Porté aux affaires par un parti dont il allait devenir bientôt après l’adversaire le plus redoutable, le ministre des affaires étrangères de 1823 contribua, plus que tout autre, à une expédition où ses amis politiques virent un moyen de conquérir le pouvoir, où lui déclare n’avoir vu qu’une entreprise purement nationale. Le succès couronna une tentative essayée sous les feux croisés des journaux et de la tribune, devant les menaces de l’Angleterre et les mauvais vouloirs de l’Autriche, et la France retrouva une armée en même temps que la dynastie croyait pousser des racines séculaires.

Cette guerre d’Espagne ne manque pas assurément d’importance historique, et M. de Châteaubriand a tout droit de provoquer l’opinion publique à une appréciation sérieuse d’un tel acte.
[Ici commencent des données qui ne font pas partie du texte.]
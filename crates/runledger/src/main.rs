//! runledger CLI: serve the query service, drive delivery sweeps, and run
//! maintenance (integrity check, rebuild, backups) against the store pair.

use std::path::PathBuf;
use std::sync::Arc;

use anyhow::Context;
use clap::{Parser, Subcommand};
use tracing::info;

use runledger_core::applog::AppendLog;
use runledger_core::config::{ENV_DATA_DIR, LedgerConfig};
use runledger_core::forwarder::SyncForwarder;
use runledger_core::logging::init_logging;
use runledger_core::server::{AppState, serve};
use runledger_core::telemetry::Counters;
use runledger_core::{RunRecorder, RunStore, backup, recovery};

#[derive(Parser)]
#[command(name = "runledger", version, about = "Durable dual-write event store for agent runs")]
struct Cli {
    /// Storage directory (overrides config and environment).
    #[arg(long, env = ENV_DATA_DIR, global = true)]
    data_dir: Option<PathBuf>,

    #[command(subcommand)]
    command: Command,
}

#[derive(Subcommand)]
enum Command {
    /// Run the HTTP query service and the background forwarder.
    Serve {
        /// Bind address (overrides config).
        #[arg(long)]
        listen: Option<String>,
    },
    /// One delivery sweep to the collector, then exit.
    Sync,
    /// Integrity-check the indexed store.
    Check,
    /// Rebuild the indexed store from the append log.
    Rebuild,
    /// Snapshot management for the indexed store.
    Backup {
        #[command(subcommand)]
        action: Option<BackupAction>,
    },
}

#[derive(Subcommand)]
enum BackupAction {
    /// Take a new verified snapshot (the default).
    Create,
    /// List existing snapshots, newest first.
    List,
    /// Verify a snapshot file.
    Verify { path: PathBuf },
    /// Replace the live store with a snapshot.
    Restore { path: PathBuf },
}

#[tokio::main]
async fn main() -> anyhow::Result<()> {
    let cli = Cli::parse();

    let mut config = LedgerConfig::load().context("loading configuration")?;
    if let Some(dir) = cli.data_dir {
        config.data_dir = dir;
    }
    init_logging(&config.log).context("initializing logging")?;
    config.ensure_dirs().context("creating data directories")?;

    match cli.command {
        Command::Serve { listen } => serve_command(config, listen).await,
        Command::Sync => sync_command(config).await,
        Command::Check => check_command(&config),
        Command::Rebuild => rebuild_command(&config),
        Command::Backup { action } => backup_command(&config, action),
    }
}

async fn serve_command(config: LedgerConfig, listen: Option<String>) -> anyhow::Result<()> {
    let addr = listen.unwrap_or_else(|| config.listen_addr.clone());

    // A corrupt index must not serve; rebuild it from the log first.
    {
        let log = AppendLog::open(
            config.append_log_path(),
            config.lock_path(),
            config.lock_timeout(),
        )?;
        if let Some(stats) = recovery::ensure_healthy(&log, &config.db_path())
            .context("verifying indexed store")?
        {
            info!(runs = stats.runs, "indexed store rebuilt from append log at startup");
        }
    }

    let recorder = Arc::new(RunRecorder::open(&config).context("opening store pair")?);
    let read_store = RunStore::open(config.db_path()).context("opening read store")?;
    let state = AppState::new(Arc::clone(&recorder), read_store);

    let (shutdown_tx, shutdown_rx) = tokio::sync::watch::channel(false);

    let forwarder_task = match &config.collector_url {
        Some(url) => {
            let forwarder = SyncForwarder::open(
                &config.db_path(),
                url.clone(),
                config.sync.clone(),
                recorder.counters(),
            )
            .context("starting forwarder")?;
            info!(collector = %url, "forwarder enabled");
            Some(tokio::spawn(forwarder.run(shutdown_rx.clone())))
        }
        None => {
            info!("no collector configured; forwarding disabled");
            None
        }
    };

    let server = tokio::spawn({
        let rx = shutdown_rx.clone();
        async move { serve(state, &addr, rx).await }
    });

    tokio::signal::ctrl_c()
        .await
        .context("waiting for shutdown signal")?;
    info!("shutdown signal received");
    let _ = shutdown_tx.send(true);

    server.await?.context("query service")?;
    if let Some(task) = forwarder_task {
        task.await.context("forwarder task")?;
    }
    Ok(())
}

async fn sync_command(config: LedgerConfig) -> anyhow::Result<()> {
    let url = config
        .collector_url
        .as_ref()
        .context("no collector_url configured")?;
    let forwarder = SyncForwarder::open(
        &config.db_path(),
        url.clone(),
        config.sync.clone(),
        Arc::new(Counters::new()),
    )?;
    let stats = forwarder.sync_once().await?;
    println!(
        "scanned {} runs: {} delivered, {} failed",
        stats.scanned, stats.delivered, stats.failed
    );
    if stats.failed > 0 {
        anyhow::bail!("{} runs failed to deliver", stats.failed);
    }
    Ok(())
}

fn check_command(config: &LedgerConfig) -> anyhow::Result<()> {
    let store = RunStore::open(config.db_path())?;
    let report = recovery::check_integrity(&store)?;
    println!(
        "integrity: {} ({} runs, {} events)",
        if report.is_healthy() { "ok" } else { "FAILED" },
        report.run_count,
        report.event_count
    );
    for finding in &report.findings {
        println!("  finding: {finding}");
    }
    for table in &report.missing_tables {
        println!("  missing table: {table}");
    }
    if !report.is_healthy() {
        anyhow::bail!("integrity check failed; run `runledger rebuild`");
    }
    Ok(())
}

fn rebuild_command(config: &LedgerConfig) -> anyhow::Result<()> {
    let log = AppendLog::open(
        config.append_log_path(),
        config.lock_path(),
        config.lock_timeout(),
    )?;
    let stats = recovery::rebuild(&log, &config.db_path())?;
    println!(
        "rebuilt {} runs from {} log records ({} duplicates skipped)",
        stats.runs, stats.records_applied, stats.records_duplicate
    );
    Ok(())
}

fn backup_command(config: &LedgerConfig, action: Option<BackupAction>) -> anyhow::Result<()> {
    match action.unwrap_or(BackupAction::Create) {
        BackupAction::Create => {
            let path = backup::create(&config.db_path(), &config.backups_dir())?;
            println!("backup written to {}", path.display());
        }
        BackupAction::List => {
            let entries = backup::list(&config.backups_dir())?;
            if entries.is_empty() {
                println!("no backups");
            }
            for entry in entries {
                println!("{}", entry.display());
            }
        }
        BackupAction::Verify { path } => {
            backup::verify(&path)?;
            println!("backup ok: {}", path.display());
        }
        BackupAction::Restore { path } => {
            backup::restore(&path, &config.db_path())?;
            println!("restored {} from {}", config.db_path().display(), path.display());
        }
    }
    Ok(())
}
//! Error taxonomy shared by the repository, feed service, wizard and API.

use thiserror::Error;

/// Errors produced while working with the news feed
#[derive(Error, Debug)]
pub enum FeedError {
    /// Bad user input (empty title, malformed identifier)
    #[error("Validation error: {0}")]
    Validation(String),
    /// The requested item or media does not exist
    #[error("Not found: {0}")]
    NotFound(String),
    /// Required configuration is missing
    #[error("Configuration error: {0}")]
    Configuration(String),
    /// Database backend failure
    #[error("Storage error: {0}")]
    Storage(#[from] sqlx::Error),
    /// Stored JSON column could not be encoded or decoded
    #[error("Serialization error: {0}")]
    Serialization(#[from] serde_json::Error),
    /// Upstream messaging provider unreachable or timed out
    #[error("Upstream error: {0}")]
    Upstream(String),
}

impl FeedError {
    /// Returns true for errors caused by the user's input rather than the system
    #[must_use]
    pub const fn is_user_error(&self) -> bool {
        matches!(self, Self::Validation(_) | Self::NotFound(_))
    }
}

/// Convenience alias used across the crate
pub type FeedResult<T> = Result<T, FeedError>;
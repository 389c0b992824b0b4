//! Configuration and settings management
//!
//! Loads settings from environment variables and optional config files,
//! and defines feed constants.

use config::{Config, ConfigError, Environment, File};
use serde::{Deserialize, Serialize};

/// Application settings loaded from environment variables
#[derive(Debug, Deserialize, Serialize, Clone)]
pub struct Settings {
    /// Telegram Bot API token, also used to resolve media files
    pub bot_token: Option<String>,

    /// Telegram user ID of the administrator
    #[serde(default)]
    pub admin_id: i64,

    /// Public base URL used to build media links in the feed API
    pub public_base_url: Option<String>,

    /// PostgreSQL connection string. Absence selects the SQLite backend.
    pub database_url: Option<String>,

    /// Path of the embedded SQLite database file
    #[serde(default = "default_sqlite_path")]
    pub sqlite_path: String,

    /// Listen address of the public HTTP API
    #[serde(default = "default_api_bind_addr")]
    pub api_bind_addr: String,

    /// Base URL of the Telegram Bot API
    #[serde(default = "default_telegram_api_url")]
    pub telegram_api_url: String,
}

fn default_sqlite_path() -> String {
    "news.db".to_string()
}

fn default_api_bind_addr() -> String {
    "0.0.0.0:8000".to_string()
}

fn default_telegram_api_url() -> String {
    "https://api.telegram.org".to_string()
}

impl Default for Settings {
    fn default() -> Self {
        Self {
            bot_token: None,
            admin_id: 0,
            public_base_url: None,
            database_url: None,
            sqlite_path: default_sqlite_path(),
            api_bind_addr: default_api_bind_addr(),
            telegram_api_url: default_telegram_api_url(),
        }
    }
}

/// Build the layered configuration source.
///
/// # Errors
///
/// Returns a `ConfigError` if a source cannot be read.
pub fn build_config() -> Result<Config, ConfigError> {
    let run_mode = std::env::var("RUN_MODE").unwrap_or_else(|_| "development".into());

    Config::builder()
        .add_source(File::with_name("config/default").required(false))
        .add_source(File::with_name(&format!("config/{run_mode}")).required(false))
        // Not checked into git
        .add_source(File::with_name("config/local").required(false))
        .add_source(Environment::with_prefix("APP").separator("__"))
        // UPPER_SNAKE_CASE is mapped to snake_case; empty vars count as unset
        .add_source(Environment::default().ignore_empty(true))
        .build()
}

impl Settings {
    /// Create new settings by loading from environment and files
    ///
    /// # Examples
    ///
    /// ```no_run
    /// use newsfeed_bot::config::Settings;
    ///
    /// let settings = Settings::new().expect("Failed to load configuration");
    /// ```
    ///
    /// # Errors
    ///
    /// Returns a `ConfigError` if loading fails.
    pub fn new() -> Result<Self, ConfigError> {
        let mut settings: Self = build_config()?.try_deserialize()?;

        // Fallback for environments where the automatic mapping misses the key
        if settings.database_url.is_none() {
            if let Ok(val) = std::env::var("DATABASE_URL") {
                if !val.is_empty() {
                    settings.database_url = Some(val);
                }
            }
        }
        if settings.bot_token.is_none() {
            if let Ok(val) = std::env::var("BOT_TOKEN") {
                if !val.is_empty() {
                    settings.bot_token = Some(val);
                }
            }
        }

        Ok(settings)
    }

    /// Returns the bot token if one is configured and non-blank
    #[must_use]
    pub fn bot_token(&self) -> Option<&str> {
        non_blank(self.bot_token.as_deref())
    }

    /// Returns the PostgreSQL connection string if one is configured
    #[must_use]
    pub fn database_url(&self) -> Option<&str> {
        non_blank(self.database_url.as_deref())
    }

    /// Returns the public base URL without a trailing slash.
    /// An unset base URL yields an empty string (relative links).
    #[must_use]
    pub fn public_base_url(&self) -> String {
        non_blank(self.public_base_url.as_deref())
            .map(|url| url.trim_end_matches('/').to_string())
            .unwrap_or_default()
    }

    /// Returns true if the given Telegram user is the administrator
    #[must_use]
    pub const fn is_admin(&self, user_id: i64) -> bool {
        self.admin_id != 0 && self.admin_id == user_id
    }
}

fn non_blank(value: Option<&str>) -> Option<&str> {
    value.map(str::trim).filter(|v| !v.is_empty())
}

/// Maximum number of items returned by the public feed endpoint
pub const FEED_API_LIMIT: usize = 50;
/// Number of items shown by the "show feed" chat action
pub const CHAT_FEED_LIMIT: usize = 10;

/// Timeout for the media metadata lookup (`getFile`)
pub const MEDIA_LOOKUP_TIMEOUT_SECS: u64 = 20;
/// Timeout for the media content download
pub const MEDIA_FETCH_TIMEOUT_SECS: u64 = 30;
/// Browser/intermediary cache lifetime for proxied media
pub const MEDIA_CACHE_MAX_AGE_SECS: u64 = 86_400;

/// Maximum message length for Telegram with a safety margin for markup
pub const TELEGRAM_MESSAGE_LIMIT: usize = 4000;

// Telegram API retry configuration
/// Maximum attempts for a Telegram send
pub const TELEGRAM_API_MAX_RETRIES: usize = 3;
/// Initial backoff between Telegram retries
pub const TELEGRAM_API_INITIAL_BACKOFF_MS: u64 = 500;
/// Upper bound for the Telegram retry backoff
pub const TELEGRAM_API_MAX_BACKOFF_MS: u64 = 4000;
Selon lui, cette opinion s’est long-temps égarée, et sur la nature et sur la portée d’une affaire qui, dans sa pensée, devait entraîner des modifications importantes dans le système politique de l’Europe, dans les traités qui, à notre si grand préjudice, en fixent la situation territoriale. Il revendique avec une sorte de jalousie la responsabilité exclusive de cette guerre, et augmente bien plutôt qu’il n’atténue la part qu’il a pu y prendre.

C’est sur ce terrain, et sur celui-là seulement, que nous suivrons l’illustre écrivain. Déjà engagé sur cette question par des opinions écrites, dans lesquelles le Congrès de Vérone nous confirme de plus en plus, nous dirons toute notre pensée sur l’expédition de 1823, les négociations qui l’ont précédée et les actes qui l’ont suivie. Une discussion franche et loyale est, nous en sommes certain, la seule que M. de Châteaubriand appelle et qui soit digne de lui. Cet hommage, nous le lui paierons dans la langue de liberté qu’il a apprise à la génération nouvelle, fière de l’avouer pour maître, heureux s’il y retrouvait quelque souvenir et quelque trace de ses leçons !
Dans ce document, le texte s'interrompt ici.